Sri Lanka, Bhutan and Korea inch closer to eradicating malaria
In the twelve years between 2000 and 2012, as many as 3.3 million possible deaths from malaria have been averted, says the World Health Organisation’s (WHO) World Malaria Report, 2013, released this week.
According to the report, estimated malaria mortality fell by 45 per cent in all age groups and 51 per cent in children under five years of age worldwide, in the past 12 years.
It is projected that malaria mortality will decrease by 56 per cent in all ages, and by 63 per cent in children under five years of age. This will be termed a substantial progress towards the goal to reduce malaria mortality rate by 75 per cent by 2015. This goal was set by the World Health Assembly in 2005.
Still a lot remains to be achieved. An estimated 3.4 billion people were at risk of malaria in 2012. The report says that out of total population at risk of getting malaria, 2.2 billion were in low risk category. The remaining 1.2 billion who are at high risk were living mostly in the African region (47 per cent) and the south-east Asian region (37 per cent).
Where Asia stands
Of the 10 countries in South, East and Southeast Asia where malaria is prevalent, five—Bangladesh, Bhutan, the Democratic People’s Republic of Korea, Nepal and Sri Lanka—registered decrease in the incidence of confirmed malaria cases by 75 per cent or more between 2000 and 2012.
Two countries, Thailand and Timor-Leste, are projected to decrease malaria incidence by more than 75 per cent by 2015.
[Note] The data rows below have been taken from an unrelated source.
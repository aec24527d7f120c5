//! Local JSON surface over [`AppContext`] for a browser front end.

use axum::{
    Json, Router, debug_handler,
    extract::{Path, Query, State},
    http::StatusCode,
    response::{IntoResponse, Response},
    routing::{get, post},
};
use serde::{Deserialize, Serialize};
use serde_json::json;
use std::sync::Arc;
use thiserror::Error;

use crate::aggregator::{CollectionStatus, LoadOutcome};
use crate::app::{AppContext, DuelResult, TeamBattleResult};
use crate::error::FetchError;
use crate::filter::{Generation, ListingFilter};
use crate::pokemon::{Entity, EntityDetail};
use crate::roster::Roster;
use crate::team::{Team, TeamStrengths};

#[derive(Debug, Error)]
pub enum ApiError {
    #[error(transparent)]
    Fetch(#[from] FetchError),

    #[error("{0} not found")]
    NotFound(String),

    #[error("{0}")]
    BadRequest(String),

    #[error("{0}")]
    NotEligible(String),
}

impl IntoResponse for ApiError {
    fn into_response(self) -> Response {
        let (status, message) = match &self {
            ApiError::Fetch(e) => {
                tracing::error!("Upstream fetch failed: {}", e);
                (StatusCode::BAD_GATEWAY, e.user_message().to_string())
            }
            ApiError::NotFound(_) => (StatusCode::NOT_FOUND, self.to_string()),
            ApiError::BadRequest(_) => (StatusCode::BAD_REQUEST, self.to_string()),
            ApiError::NotEligible(_) => (StatusCode::CONFLICT, self.to_string()),
        };
        (status, Json(json!({ "error": message }))).into_response()
    }
}

type ApiResult<T> = Result<Json<T>, ApiError>;

pub fn router(app: Arc<AppContext>) -> Router {
    Router::new()
        .route("/collection", get(get_collection_handler))
        .route("/collection/reload", post(reload_handler))
        .route("/collection/more", post(load_more_handler))
        .route("/random", get(get_random_pokemon_handler))
        .route("/pokemon/{id}", get(get_pokemon_handler))
        .route("/roster", get(get_roster_handler).delete(clear_roster_handler))
        .route("/roster/battle", post(roster_battle_handler))
        .route(
            "/roster/{id}",
            post(add_to_roster_handler).delete(remove_from_roster_handler),
        )
        .route("/teams", get(list_teams_handler).post(create_team_handler))
        .route("/teams/battle", post(team_battle_handler))
        .route(
            "/teams/{id}",
            get(get_team_handler)
                .patch(rename_team_handler)
                .delete(delete_team_handler),
        )
        .route("/teams/{id}/strengths", get(team_strengths_handler))
        .route("/teams/{id}/roster", post(team_to_roster_handler))
        .route(
            "/teams/{id}/members/{pokemon_id}",
            post(add_team_member_handler).delete(remove_team_member_handler),
        )
        .with_state(app)
}

#[derive(Debug, Deserialize)]
pub struct CollectionQuery {
    #[serde(default)]
    search: String,
    /// Comma separated type names.
    #[serde(default)]
    types: String,
    generation: Option<String>,
}

impl CollectionQuery {
    fn into_filter(self) -> Result<ListingFilter, ApiError> {
        let generation = match self.generation.as_deref() {
            None | Some("") | Some("all") => None,
            Some(name) => Some(name.parse::<Generation>().map_err(ApiError::BadRequest)?),
        };
        Ok(ListingFilter {
            search: self.search,
            types: self
                .types
                .split(',')
                .map(str::trim)
                .filter(|t| !t.is_empty())
                .map(str::to_lowercase)
                .collect(),
            generation,
        })
    }
}

#[derive(Debug, Serialize)]
pub struct CollectionView {
    pub status: CollectionStatus,
    pub pokemon: Vec<Entity>,
}

#[debug_handler]
async fn get_collection_handler(
    State(app): State<Arc<AppContext>>,
    Query(query): Query<CollectionQuery>,
) -> ApiResult<CollectionView> {
    let filter = query.into_filter()?;
    Ok(Json(CollectionView {
        status: app.collection().status(),
        pokemon: app.filtered(&filter),
    }))
}

fn load_response(
    outcome: LoadOutcome,
    status: CollectionStatus,
) -> (StatusCode, Json<CollectionStatus>) {
    let code = match outcome {
        LoadOutcome::Loaded { .. } | LoadOutcome::Skipped => StatusCode::OK,
        LoadOutcome::Failed => StatusCode::BAD_GATEWAY,
    };
    (code, Json(status))
}

#[debug_handler]
async fn reload_handler(
    State(app): State<Arc<AppContext>>,
) -> (StatusCode, Json<CollectionStatus>) {
    let outcome = app.collection().reload().await;
    load_response(outcome, app.collection().status())
}

#[debug_handler]
async fn load_more_handler(
    State(app): State<Arc<AppContext>>,
) -> (StatusCode, Json<CollectionStatus>) {
    let outcome = app.collection().load_more().await;
    load_response(outcome, app.collection().status())
}

#[debug_handler]
async fn get_random_pokemon_handler(State(app): State<Arc<AppContext>>) -> ApiResult<Entity> {
    app.surprise_me()
        .map(Json)
        .ok_or_else(|| ApiError::NotFound("loaded Pokémon".to_string()))
}

#[debug_handler]
async fn get_pokemon_handler(
    State(app): State<Arc<AppContext>>,
    Path(id): Path<u32>,
) -> ApiResult<EntityDetail> {
    Ok(Json(app.detail(id).await?))
}

#[derive(Debug, Serialize)]
pub struct RosterView {
    pub members: Roster,
    pub can_enter_battle: bool,
    pub is_full: bool,
}

impl From<Roster> for RosterView {
    fn from(members: Roster) -> Self {
        Self {
            can_enter_battle: members.can_enter_battle(),
            is_full: members.is_full(),
            members,
        }
    }
}

fn roster_view(app: &AppContext) -> Json<RosterView> {
    Json(app.roster().into())
}

#[debug_handler]
async fn get_roster_handler(State(app): State<Arc<AppContext>>) -> Json<RosterView> {
    roster_view(&app)
}

#[debug_handler]
async fn clear_roster_handler(State(app): State<Arc<AppContext>>) -> StatusCode {
    app.clear_roster();
    StatusCode::NO_CONTENT
}

#[debug_handler]
async fn add_to_roster_handler(
    State(app): State<Arc<AppContext>>,
    Path(id): Path<u32>,
) -> ApiResult<RosterView> {
    if !app.add_to_roster(id).await? {
        tracing::debug!("Pokémon {} not added to roster (duplicate or full)", id);
    }
    Ok(roster_view(&app))
}

#[debug_handler]
async fn remove_from_roster_handler(
    State(app): State<Arc<AppContext>>,
    Path(id): Path<u32>,
) -> ApiResult<RosterView> {
    if !app.remove_from_roster(id) {
        return Err(ApiError::NotFound(format!("roster member {id}")));
    }
    Ok(roster_view(&app))
}

#[debug_handler]
async fn roster_battle_handler(State(app): State<Arc<AppContext>>) -> ApiResult<DuelResult> {
    let not_eligible = || ApiError::NotEligible("a battle needs at least 2 roster members".into());
    if !app.roster().can_enter_battle() {
        return Err(not_eligible());
    }
    app.battle_roster().map(Json).ok_or_else(not_eligible)
}

#[derive(Debug, Deserialize)]
pub struct TeamName {
    name: String,
}

impl TeamName {
    fn validated(&self) -> Result<&str, ApiError> {
        let name = self.name.trim();
        if name.is_empty() {
            return Err(ApiError::BadRequest("team name must not be empty".to_string()));
        }
        Ok(name)
    }
}

#[derive(Debug, Deserialize)]
pub struct TeamsQuery {
    /// Only teams with enough members for a team battle.
    #[serde(default)]
    eligible: bool,
}

#[debug_handler]
async fn list_teams_handler(
    State(app): State<Arc<AppContext>>,
    Query(query): Query<TeamsQuery>,
) -> Json<Vec<Team>> {
    if query.eligible {
        Json(app.battle_ready_teams())
    } else {
        Json(app.teams())
    }
}

#[debug_handler]
async fn create_team_handler(
    State(app): State<Arc<AppContext>>,
    Json(body): Json<TeamName>,
) -> Result<(StatusCode, Json<Team>), ApiError> {
    let team = app.create_team(body.validated()?);
    Ok((StatusCode::CREATED, Json(team)))
}

fn team_or_404(app: &AppContext, id: &str) -> ApiResult<Team> {
    app.team(id)
        .map(Json)
        .ok_or_else(|| ApiError::NotFound(format!("team {id}")))
}

#[debug_handler]
async fn get_team_handler(
    State(app): State<Arc<AppContext>>,
    Path(id): Path<String>,
) -> ApiResult<Team> {
    team_or_404(&app, &id)
}

#[debug_handler]
async fn rename_team_handler(
    State(app): State<Arc<AppContext>>,
    Path(id): Path<String>,
    Json(body): Json<TeamName>,
) -> ApiResult<Team> {
    app.rename_team(&id, body.validated()?);
    team_or_404(&app, &id)
}

#[debug_handler]
async fn delete_team_handler(
    State(app): State<Arc<AppContext>>,
    Path(id): Path<String>,
) -> Result<StatusCode, ApiError> {
    if app.delete_team(&id) {
        Ok(StatusCode::NO_CONTENT)
    } else {
        Err(ApiError::NotFound(format!("team {id}")))
    }
}

#[debug_handler]
async fn team_strengths_handler(
    State(app): State<Arc<AppContext>>,
    Path(id): Path<String>,
) -> ApiResult<TeamStrengths> {
    app.team_strengths(&id)
        .map(Json)
        .ok_or_else(|| ApiError::NotFound(format!("team {id}")))
}

#[debug_handler]
async fn team_to_roster_handler(
    State(app): State<Arc<AppContext>>,
    Path(id): Path<String>,
) -> ApiResult<RosterView> {
    if !app.send_team_to_roster(&id) {
        return Err(ApiError::NotFound(format!("team {id}")));
    }
    Ok(roster_view(&app))
}

#[debug_handler]
async fn add_team_member_handler(
    State(app): State<Arc<AppContext>>,
    Path((id, pokemon_id)): Path<(String, u32)>,
) -> ApiResult<Team> {
    if app.add_to_team(&id, pokemon_id).await?.is_none() {
        return Err(ApiError::NotFound(format!("team {id}")));
    }
    team_or_404(&app, &id)
}

#[debug_handler]
async fn remove_team_member_handler(
    State(app): State<Arc<AppContext>>,
    Path((id, pokemon_id)): Path<(String, u32)>,
) -> ApiResult<Team> {
    match app.remove_from_team(&id, pokemon_id) {
        None => Err(ApiError::NotFound(format!("team {id}"))),
        Some(false) => Err(ApiError::NotFound(format!("team member {pokemon_id}"))),
        Some(true) => team_or_404(&app, &id),
    }
}

#[derive(Debug, Deserialize)]
pub struct TeamBattleRequest {
    first: String,
    second: String,
}

#[debug_handler]
async fn team_battle_handler(
    State(app): State<Arc<AppContext>>,
    Json(body): Json<TeamBattleRequest>,
) -> ApiResult<TeamBattleResult> {
    if body.first == body.second {
        return Err(ApiError::BadRequest("a team cannot battle itself".to_string()));
    }
    for id in [&body.first, &body.second] {
        if app.team(id).is_none() {
            return Err(ApiError::NotFound(format!("team {id}")));
        }
    }
    app.battle_teams(&body.first, &body.second)
        .map(Json)
        .ok_or_else(|| ApiError::NotEligible("both teams need at least 3 members".to_string()))
}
India is projected to reduce case incidence by 50 per cent to 75 per cent by 2015. In the two remaining countries, Indonesia and Myanmar, incidence trends are obscured by changes in diagnostics, says WHO.
In Southeast Asia, about 1.6 billion people are at some risk of malaria in the 10 malaria-endemic countries, and 1 billion people are at high risk.
Sri Lanka is in the elimination phase whereas Bhutan and Democratic People’s Republic of Korea are in the pre-elimination phase.
Tough road ahead
In a statement released on the occasion, director of the WHO global malaria programme, Robert Newman, said that the remarkable gains against malaria are still fragile. The director further said that the world will need innovative tools and technologies as well as new strategies approach to sustain and accelerate the progress.
WHO is currently developing a global technical strategy for malaria control and elimination for the period between 2016 and 2025.
Funding of malaria control programme is another major issue, says the report. Since 2000, funding increased but it has slowed in the last couple of years. According to the report, “International disbursements to malaria-endemic countries have increased markedly, from less than US$ 100 million in 2000 to US$ 1.6 billion in 2011, and an estimated US$ 1.94 billion in 2012 and $1.97 billion in 2013. However, increases in international funding have slowed in recent years, to an average of 4 per cent per year between 2009 and 2013.” WHO officials appealed world community to show same energy to eradicate malaria.